> Exercise directions
The line containing "state has no" marks the end: restate word for word every line from the first line of the entries below through that one.

> Source material
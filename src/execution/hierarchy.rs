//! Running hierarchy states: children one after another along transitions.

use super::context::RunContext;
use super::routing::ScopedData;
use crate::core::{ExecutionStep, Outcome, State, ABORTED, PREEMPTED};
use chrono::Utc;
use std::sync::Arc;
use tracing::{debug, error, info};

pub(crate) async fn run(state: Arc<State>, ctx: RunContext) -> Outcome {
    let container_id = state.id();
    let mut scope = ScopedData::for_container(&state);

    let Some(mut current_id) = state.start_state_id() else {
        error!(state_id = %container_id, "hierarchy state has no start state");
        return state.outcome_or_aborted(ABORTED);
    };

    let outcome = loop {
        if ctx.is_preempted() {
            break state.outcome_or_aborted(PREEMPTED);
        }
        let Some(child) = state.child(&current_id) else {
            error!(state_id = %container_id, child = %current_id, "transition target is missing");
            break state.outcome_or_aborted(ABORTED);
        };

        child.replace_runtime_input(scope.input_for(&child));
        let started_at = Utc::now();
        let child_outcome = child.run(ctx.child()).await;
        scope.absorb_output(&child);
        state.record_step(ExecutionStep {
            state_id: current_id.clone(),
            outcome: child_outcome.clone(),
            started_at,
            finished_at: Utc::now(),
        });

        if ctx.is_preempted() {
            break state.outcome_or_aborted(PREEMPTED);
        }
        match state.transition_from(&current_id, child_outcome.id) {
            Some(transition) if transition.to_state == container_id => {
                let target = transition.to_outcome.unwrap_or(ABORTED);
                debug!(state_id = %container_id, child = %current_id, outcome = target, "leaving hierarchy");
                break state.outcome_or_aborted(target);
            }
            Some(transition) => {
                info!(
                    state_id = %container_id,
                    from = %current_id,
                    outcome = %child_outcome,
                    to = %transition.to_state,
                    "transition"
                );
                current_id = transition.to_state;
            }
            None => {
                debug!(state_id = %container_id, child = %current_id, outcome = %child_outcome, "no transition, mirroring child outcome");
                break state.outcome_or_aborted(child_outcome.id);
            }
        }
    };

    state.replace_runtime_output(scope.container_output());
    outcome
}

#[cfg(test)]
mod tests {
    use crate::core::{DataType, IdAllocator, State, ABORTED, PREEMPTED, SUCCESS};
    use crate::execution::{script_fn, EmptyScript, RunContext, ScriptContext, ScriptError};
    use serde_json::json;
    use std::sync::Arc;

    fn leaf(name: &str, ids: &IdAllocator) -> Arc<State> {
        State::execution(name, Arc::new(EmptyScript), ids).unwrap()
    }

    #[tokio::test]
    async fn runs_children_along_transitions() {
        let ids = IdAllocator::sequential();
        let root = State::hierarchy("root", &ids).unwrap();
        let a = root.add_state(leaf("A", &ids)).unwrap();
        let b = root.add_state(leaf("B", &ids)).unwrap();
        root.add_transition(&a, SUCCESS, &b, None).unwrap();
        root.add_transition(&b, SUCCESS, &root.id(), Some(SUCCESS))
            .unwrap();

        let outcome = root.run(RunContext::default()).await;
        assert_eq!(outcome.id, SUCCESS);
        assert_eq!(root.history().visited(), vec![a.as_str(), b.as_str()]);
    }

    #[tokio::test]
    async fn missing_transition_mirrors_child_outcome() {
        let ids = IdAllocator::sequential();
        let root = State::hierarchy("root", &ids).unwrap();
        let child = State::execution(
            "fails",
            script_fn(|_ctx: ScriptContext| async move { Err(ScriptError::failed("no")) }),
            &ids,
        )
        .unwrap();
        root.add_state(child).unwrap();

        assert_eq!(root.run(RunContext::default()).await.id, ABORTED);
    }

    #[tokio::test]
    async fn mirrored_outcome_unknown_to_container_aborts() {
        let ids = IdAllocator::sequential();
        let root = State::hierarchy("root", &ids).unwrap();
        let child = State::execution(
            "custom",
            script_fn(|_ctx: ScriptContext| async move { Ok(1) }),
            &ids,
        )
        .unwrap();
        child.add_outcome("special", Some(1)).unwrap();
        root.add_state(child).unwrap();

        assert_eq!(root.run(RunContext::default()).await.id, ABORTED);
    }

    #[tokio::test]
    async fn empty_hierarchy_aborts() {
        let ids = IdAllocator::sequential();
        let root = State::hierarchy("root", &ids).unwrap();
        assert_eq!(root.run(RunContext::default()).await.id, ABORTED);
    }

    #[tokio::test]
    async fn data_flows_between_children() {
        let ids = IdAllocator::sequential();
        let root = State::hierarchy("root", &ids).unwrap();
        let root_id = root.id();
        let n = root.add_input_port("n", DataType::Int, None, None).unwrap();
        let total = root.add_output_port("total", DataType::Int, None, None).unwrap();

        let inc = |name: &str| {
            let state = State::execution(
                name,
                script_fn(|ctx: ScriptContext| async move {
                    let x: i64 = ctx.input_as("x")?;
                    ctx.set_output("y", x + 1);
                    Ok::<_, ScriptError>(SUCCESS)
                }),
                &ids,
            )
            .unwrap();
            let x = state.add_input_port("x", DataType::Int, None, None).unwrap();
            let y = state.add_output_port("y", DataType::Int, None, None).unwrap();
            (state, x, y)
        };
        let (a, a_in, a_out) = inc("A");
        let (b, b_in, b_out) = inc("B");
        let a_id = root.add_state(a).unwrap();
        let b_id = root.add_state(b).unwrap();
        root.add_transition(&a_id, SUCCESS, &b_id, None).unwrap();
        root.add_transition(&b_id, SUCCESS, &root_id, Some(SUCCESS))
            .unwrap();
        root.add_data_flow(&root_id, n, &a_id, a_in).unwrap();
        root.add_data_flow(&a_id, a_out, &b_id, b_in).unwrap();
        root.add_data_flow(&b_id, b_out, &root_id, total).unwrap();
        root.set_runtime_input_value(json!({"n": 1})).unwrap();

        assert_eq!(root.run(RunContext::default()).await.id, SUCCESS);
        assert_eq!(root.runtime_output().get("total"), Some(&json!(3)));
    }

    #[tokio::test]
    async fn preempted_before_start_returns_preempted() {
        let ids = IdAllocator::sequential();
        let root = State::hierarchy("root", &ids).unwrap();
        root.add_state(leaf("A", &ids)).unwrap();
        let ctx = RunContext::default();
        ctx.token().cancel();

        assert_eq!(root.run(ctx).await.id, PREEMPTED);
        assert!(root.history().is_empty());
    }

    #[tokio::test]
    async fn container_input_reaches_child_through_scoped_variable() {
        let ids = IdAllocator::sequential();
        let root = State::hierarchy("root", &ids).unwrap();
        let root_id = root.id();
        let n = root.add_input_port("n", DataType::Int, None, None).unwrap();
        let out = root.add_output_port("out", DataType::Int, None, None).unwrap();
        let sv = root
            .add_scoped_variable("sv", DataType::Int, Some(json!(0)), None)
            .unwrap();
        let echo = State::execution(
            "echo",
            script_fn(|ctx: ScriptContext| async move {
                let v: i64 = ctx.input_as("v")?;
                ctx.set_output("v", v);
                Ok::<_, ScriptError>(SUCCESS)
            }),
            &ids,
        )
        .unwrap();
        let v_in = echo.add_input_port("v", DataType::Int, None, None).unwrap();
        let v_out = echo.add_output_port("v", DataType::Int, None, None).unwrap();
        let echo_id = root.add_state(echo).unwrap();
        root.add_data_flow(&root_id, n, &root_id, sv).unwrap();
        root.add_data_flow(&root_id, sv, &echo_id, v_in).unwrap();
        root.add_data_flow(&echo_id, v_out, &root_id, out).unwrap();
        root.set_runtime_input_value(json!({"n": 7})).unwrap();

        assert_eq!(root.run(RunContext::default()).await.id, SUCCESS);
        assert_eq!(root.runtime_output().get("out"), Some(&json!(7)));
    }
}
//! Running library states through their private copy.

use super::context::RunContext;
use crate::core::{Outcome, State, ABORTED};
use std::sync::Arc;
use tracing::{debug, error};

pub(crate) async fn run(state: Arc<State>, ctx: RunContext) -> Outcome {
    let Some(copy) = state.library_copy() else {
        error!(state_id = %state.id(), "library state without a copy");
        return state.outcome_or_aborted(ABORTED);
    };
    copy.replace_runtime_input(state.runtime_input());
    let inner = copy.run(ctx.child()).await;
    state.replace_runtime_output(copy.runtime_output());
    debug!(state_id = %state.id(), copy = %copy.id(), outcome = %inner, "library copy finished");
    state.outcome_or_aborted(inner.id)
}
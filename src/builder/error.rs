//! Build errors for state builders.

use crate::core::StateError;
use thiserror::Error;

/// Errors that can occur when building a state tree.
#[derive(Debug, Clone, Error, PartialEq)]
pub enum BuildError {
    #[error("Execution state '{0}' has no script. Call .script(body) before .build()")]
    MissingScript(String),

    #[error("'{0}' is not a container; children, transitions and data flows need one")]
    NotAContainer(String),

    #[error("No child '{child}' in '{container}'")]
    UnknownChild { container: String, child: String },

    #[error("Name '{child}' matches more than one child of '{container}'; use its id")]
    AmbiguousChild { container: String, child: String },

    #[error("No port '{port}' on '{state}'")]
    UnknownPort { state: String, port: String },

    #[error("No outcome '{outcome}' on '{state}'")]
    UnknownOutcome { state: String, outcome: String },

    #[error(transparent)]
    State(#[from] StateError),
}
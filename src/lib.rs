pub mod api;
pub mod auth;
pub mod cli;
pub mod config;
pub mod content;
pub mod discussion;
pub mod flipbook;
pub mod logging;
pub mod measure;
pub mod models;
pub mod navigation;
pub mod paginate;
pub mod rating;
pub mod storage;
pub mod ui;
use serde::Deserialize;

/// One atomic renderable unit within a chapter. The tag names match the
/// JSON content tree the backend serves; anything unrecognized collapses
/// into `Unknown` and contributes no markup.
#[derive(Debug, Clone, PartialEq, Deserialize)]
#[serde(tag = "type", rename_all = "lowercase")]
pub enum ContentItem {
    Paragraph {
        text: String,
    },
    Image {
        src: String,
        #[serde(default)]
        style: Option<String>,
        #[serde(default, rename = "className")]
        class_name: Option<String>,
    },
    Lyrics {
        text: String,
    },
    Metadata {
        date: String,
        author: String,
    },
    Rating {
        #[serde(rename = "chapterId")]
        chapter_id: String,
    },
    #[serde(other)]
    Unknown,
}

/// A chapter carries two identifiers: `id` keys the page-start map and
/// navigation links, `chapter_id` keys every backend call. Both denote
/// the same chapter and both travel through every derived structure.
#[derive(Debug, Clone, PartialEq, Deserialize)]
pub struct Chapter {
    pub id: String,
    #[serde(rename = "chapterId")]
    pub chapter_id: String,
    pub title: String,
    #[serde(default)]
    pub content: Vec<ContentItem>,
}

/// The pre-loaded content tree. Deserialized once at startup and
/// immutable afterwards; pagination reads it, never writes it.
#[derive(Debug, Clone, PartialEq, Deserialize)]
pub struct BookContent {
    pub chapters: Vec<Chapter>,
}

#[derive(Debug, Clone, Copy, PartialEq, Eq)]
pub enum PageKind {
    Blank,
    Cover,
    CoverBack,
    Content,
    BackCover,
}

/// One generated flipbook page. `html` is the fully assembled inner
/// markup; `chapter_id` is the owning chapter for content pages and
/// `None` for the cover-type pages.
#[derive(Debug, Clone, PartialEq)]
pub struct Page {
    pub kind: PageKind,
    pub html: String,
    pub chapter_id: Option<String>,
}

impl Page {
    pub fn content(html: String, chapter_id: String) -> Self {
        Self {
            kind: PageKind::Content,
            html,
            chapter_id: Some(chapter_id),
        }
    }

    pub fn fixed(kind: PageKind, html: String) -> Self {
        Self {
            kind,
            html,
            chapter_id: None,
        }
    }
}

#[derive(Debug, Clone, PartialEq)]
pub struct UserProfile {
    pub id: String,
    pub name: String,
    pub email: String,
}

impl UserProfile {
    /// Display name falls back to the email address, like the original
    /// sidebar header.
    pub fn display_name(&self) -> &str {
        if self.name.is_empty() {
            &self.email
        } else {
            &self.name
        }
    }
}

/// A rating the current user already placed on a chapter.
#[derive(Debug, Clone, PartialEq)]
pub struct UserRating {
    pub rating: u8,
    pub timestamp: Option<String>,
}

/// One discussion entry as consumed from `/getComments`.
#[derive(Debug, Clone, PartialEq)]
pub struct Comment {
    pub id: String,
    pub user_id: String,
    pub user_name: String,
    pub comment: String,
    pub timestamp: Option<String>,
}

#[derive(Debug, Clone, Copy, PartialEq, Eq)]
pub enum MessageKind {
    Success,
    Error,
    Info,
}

> Reply
filename src/execution/hierarchy.rs
//! Running hierarchy states: children one after another along transitions.

use super::context::RunContext;
use super::routing::ScopedData;
use crate::core::{ExecutionStep, Outcome, State, ABORTED, PREEMPTED};
use chrono::Utc;
use std::sync::Arc;
use tracing::{debug, error, info};

pub(crate) async fn run(state: Arc<State>, ctx: RunContext) -> Outcome {
    let container_id = state.id();
    let mut scope = ScopedData::for_container(&state);

    let Some(mut current_id) = state.start_state_id() else {
        error!(state_id = %container_id, "hierarchy state has no start state");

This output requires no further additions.